Segment Start: Data extract

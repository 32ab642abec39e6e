//! API endpoints.

mod auth;
mod dweets;
mod feed;
mod following;
mod profiles;

use axum::Router;

use crate::middleware::AppState;

/// Create the API router.
pub fn router() -> Router<AppState> {
    Router::new()
        .merge(auth::router())
        .merge(feed::router())
        .merge(profiles::me_router())
        .nest("/profiles", profiles::router())
        .nest("/following", following::router())
        .nest("/dweets", dweets::router())
}
//! Dweet entity.

use std::cmp::Ordering;

use sea_orm::entity::prelude::*;
use serde::{Deserialize, Serialize};

/// Maximum dweet body length, in characters.
pub const MAX_BODY_LENGTH: usize = 140;

#[derive(Clone, Debug, PartialEq, Eq, DeriveEntityModel, Serialize, Deserialize)]
#[sea_orm(table_name = "dweet")]
pub struct Model {
    #[sea_orm(primary_key, auto_increment = false)]
    pub id: String,

    /// Author profile ID
    #[sea_orm(indexed)]
    pub author_id: String,

    #[sea_orm(column_type = "Text")]
    pub body: String,

    /// Server-assigned, never updated
    pub created_at: DateTimeWithTimeZone,
}

impl Model {
    /// Newest-first ordering: `created_at` descending, then `id` ascending.
    #[must_use]
    pub fn cmp_newest_first(&self, other: &Self) -> Ordering {
        other
            .created_at
            .cmp(&self.created_at)
            .then_with(|| self.id.cmp(&other.id))
    }
}

#[derive(Copy, Clone, Debug, EnumIter, DeriveRelation)]
pub enum Relation {
    #[sea_orm(
        belongs_to = "super::profile::Entity",
        from = "Column::AuthorId",
        to = "super::profile::Column::Id",
        on_delete = "Cascade"
    )]
    Author,
}

impl Related<super::profile::Entity> for Entity {
    fn to() -> RelationDef {
        Relation::Author.def()
    }
}

impl ActiveModelBehavior for ActiveModel {}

Segment End: Data extract

* **Work instructions**:
What lines hold the string "merge"? Pick them out of the data.

* **Answer to this task**:
        .merge(auth::router())
        .merge(feed::router())
        .merge(profiles::me_router())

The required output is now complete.